▶ What to work on:
Copy all lines containing the string "range" from the records below.

▶ Records drawn from a dataset:
★ ★ ★ ★ ★ ★ ★
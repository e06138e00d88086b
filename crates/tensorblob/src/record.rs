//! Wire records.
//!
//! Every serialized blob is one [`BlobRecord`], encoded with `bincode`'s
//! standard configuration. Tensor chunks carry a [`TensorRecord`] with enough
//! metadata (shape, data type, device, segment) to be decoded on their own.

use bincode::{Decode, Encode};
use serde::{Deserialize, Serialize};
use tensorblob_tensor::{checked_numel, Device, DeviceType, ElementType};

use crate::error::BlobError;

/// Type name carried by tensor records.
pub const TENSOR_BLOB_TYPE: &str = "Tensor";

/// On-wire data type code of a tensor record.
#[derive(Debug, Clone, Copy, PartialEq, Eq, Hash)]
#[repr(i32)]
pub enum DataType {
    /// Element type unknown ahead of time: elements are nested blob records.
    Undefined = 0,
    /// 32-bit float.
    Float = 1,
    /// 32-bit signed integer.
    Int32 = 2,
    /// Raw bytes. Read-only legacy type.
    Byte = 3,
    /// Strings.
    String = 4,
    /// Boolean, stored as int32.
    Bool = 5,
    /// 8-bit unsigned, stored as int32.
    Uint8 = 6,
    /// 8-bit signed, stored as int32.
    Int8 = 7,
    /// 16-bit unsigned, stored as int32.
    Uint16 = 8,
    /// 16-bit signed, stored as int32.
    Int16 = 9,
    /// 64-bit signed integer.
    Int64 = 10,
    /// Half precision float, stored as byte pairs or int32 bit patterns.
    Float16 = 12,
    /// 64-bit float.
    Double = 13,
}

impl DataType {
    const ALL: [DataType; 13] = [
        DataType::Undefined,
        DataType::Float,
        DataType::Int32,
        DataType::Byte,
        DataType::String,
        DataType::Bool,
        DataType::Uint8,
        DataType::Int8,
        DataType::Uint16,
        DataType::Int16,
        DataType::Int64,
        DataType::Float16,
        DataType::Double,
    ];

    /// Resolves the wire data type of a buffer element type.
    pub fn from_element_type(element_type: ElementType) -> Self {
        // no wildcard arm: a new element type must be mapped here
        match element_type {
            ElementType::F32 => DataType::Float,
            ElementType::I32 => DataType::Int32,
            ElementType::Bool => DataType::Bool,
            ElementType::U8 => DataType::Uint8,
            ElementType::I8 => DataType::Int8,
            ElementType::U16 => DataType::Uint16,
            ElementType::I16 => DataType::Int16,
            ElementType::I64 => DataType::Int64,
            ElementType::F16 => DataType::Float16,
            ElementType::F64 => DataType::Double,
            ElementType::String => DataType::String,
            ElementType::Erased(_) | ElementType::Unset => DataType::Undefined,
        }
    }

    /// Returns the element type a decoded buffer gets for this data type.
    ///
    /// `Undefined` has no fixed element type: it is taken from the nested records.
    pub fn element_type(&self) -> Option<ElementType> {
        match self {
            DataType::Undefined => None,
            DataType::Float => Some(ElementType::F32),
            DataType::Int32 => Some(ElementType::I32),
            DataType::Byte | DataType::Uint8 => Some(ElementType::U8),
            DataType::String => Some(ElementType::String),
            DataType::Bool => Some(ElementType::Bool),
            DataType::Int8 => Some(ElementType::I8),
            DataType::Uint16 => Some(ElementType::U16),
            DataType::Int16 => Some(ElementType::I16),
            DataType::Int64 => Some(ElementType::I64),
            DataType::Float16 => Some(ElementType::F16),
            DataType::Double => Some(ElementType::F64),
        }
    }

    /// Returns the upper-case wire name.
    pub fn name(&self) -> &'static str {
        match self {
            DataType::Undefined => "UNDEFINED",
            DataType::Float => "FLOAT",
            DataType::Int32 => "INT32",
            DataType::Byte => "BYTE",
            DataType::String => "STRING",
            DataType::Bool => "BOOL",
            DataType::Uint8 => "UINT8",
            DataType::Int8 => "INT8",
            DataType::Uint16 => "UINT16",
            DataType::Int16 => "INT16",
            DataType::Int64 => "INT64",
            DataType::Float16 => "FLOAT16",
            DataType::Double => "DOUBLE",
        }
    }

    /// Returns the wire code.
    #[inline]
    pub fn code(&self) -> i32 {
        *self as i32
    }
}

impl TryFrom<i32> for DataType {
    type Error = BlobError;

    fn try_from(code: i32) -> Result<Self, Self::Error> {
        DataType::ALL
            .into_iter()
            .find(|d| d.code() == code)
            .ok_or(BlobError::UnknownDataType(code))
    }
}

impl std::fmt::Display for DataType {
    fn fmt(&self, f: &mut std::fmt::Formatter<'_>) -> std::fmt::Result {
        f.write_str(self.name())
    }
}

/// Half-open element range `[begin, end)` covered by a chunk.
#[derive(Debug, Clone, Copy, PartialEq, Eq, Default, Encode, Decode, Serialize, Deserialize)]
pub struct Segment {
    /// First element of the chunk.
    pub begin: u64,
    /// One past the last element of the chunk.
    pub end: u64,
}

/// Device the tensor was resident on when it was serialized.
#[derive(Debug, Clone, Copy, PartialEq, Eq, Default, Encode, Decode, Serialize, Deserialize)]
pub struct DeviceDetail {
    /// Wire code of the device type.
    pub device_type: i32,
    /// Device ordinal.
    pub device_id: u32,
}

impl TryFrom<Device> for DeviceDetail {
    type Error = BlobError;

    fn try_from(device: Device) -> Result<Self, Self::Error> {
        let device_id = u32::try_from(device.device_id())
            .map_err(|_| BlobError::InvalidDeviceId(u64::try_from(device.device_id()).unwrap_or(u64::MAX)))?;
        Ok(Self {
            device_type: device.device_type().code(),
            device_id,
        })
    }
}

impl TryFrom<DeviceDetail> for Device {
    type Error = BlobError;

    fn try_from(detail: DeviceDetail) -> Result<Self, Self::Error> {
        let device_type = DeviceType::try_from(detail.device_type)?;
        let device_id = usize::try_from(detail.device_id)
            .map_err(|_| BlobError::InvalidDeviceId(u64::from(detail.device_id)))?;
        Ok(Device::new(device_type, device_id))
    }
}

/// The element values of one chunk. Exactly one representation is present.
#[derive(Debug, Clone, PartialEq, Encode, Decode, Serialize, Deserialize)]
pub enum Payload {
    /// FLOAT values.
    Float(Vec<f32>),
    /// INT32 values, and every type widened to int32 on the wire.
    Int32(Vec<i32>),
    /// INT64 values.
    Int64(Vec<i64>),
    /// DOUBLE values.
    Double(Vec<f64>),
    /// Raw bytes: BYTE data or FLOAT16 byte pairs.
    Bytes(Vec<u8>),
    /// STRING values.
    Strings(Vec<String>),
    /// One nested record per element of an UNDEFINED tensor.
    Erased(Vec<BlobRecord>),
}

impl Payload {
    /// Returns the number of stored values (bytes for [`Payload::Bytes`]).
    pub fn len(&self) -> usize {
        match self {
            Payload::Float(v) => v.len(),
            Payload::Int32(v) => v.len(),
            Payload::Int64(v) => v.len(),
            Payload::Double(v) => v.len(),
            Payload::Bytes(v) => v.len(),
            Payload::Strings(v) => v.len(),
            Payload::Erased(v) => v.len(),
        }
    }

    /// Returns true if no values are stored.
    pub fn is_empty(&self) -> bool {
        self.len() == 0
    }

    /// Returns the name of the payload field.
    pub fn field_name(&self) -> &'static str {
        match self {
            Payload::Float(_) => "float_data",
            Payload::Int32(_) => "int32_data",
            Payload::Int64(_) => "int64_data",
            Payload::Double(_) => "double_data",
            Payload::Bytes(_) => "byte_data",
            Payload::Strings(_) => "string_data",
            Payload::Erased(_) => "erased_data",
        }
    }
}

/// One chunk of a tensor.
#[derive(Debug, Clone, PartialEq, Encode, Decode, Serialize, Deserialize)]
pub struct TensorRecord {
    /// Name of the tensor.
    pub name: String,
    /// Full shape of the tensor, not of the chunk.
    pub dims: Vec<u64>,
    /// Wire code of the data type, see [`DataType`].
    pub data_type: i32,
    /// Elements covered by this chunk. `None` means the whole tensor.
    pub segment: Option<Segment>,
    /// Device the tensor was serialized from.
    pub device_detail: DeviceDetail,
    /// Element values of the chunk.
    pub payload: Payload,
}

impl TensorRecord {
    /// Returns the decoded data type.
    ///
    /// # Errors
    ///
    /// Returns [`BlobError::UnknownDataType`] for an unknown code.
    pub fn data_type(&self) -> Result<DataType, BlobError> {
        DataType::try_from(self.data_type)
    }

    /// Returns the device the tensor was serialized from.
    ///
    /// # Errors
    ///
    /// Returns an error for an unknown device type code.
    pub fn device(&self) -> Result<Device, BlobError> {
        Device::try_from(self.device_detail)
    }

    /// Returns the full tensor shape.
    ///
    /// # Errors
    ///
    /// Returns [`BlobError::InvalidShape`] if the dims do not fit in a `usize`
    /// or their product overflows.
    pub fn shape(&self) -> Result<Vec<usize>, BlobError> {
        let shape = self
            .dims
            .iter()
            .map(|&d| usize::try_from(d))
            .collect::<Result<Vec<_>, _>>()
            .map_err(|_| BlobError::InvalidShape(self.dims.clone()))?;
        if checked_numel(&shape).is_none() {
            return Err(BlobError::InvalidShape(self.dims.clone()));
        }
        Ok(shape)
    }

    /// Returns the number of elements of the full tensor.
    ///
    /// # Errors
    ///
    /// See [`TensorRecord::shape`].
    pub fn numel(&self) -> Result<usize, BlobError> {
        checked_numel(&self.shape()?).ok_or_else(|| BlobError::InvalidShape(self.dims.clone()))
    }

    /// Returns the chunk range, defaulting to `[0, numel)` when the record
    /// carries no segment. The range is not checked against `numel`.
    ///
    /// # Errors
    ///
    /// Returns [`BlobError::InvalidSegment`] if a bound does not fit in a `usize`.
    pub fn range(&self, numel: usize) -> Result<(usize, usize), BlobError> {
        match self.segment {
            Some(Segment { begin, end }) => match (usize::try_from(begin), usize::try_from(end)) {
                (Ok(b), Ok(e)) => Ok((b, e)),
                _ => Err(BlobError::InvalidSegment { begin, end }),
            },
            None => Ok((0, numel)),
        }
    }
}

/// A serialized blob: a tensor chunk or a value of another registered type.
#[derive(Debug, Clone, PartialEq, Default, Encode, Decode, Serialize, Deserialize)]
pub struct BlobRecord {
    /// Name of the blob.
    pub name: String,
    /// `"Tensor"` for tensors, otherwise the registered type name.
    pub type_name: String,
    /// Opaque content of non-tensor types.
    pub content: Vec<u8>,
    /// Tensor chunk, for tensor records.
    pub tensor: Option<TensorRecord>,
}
★ ★ ★ ★ ★ ★ ★
▶ Exercise solution:
/// Half-open element range `[begin, end)` covered by a chunk.
    /// Returns the chunk range, defaulting to `[0, numel)` when the record
    /// carries no segment. The range is not checked against `numel`.
    pub fn range(&self, numel: usize) -> Result<(usize, usize), BlobError> {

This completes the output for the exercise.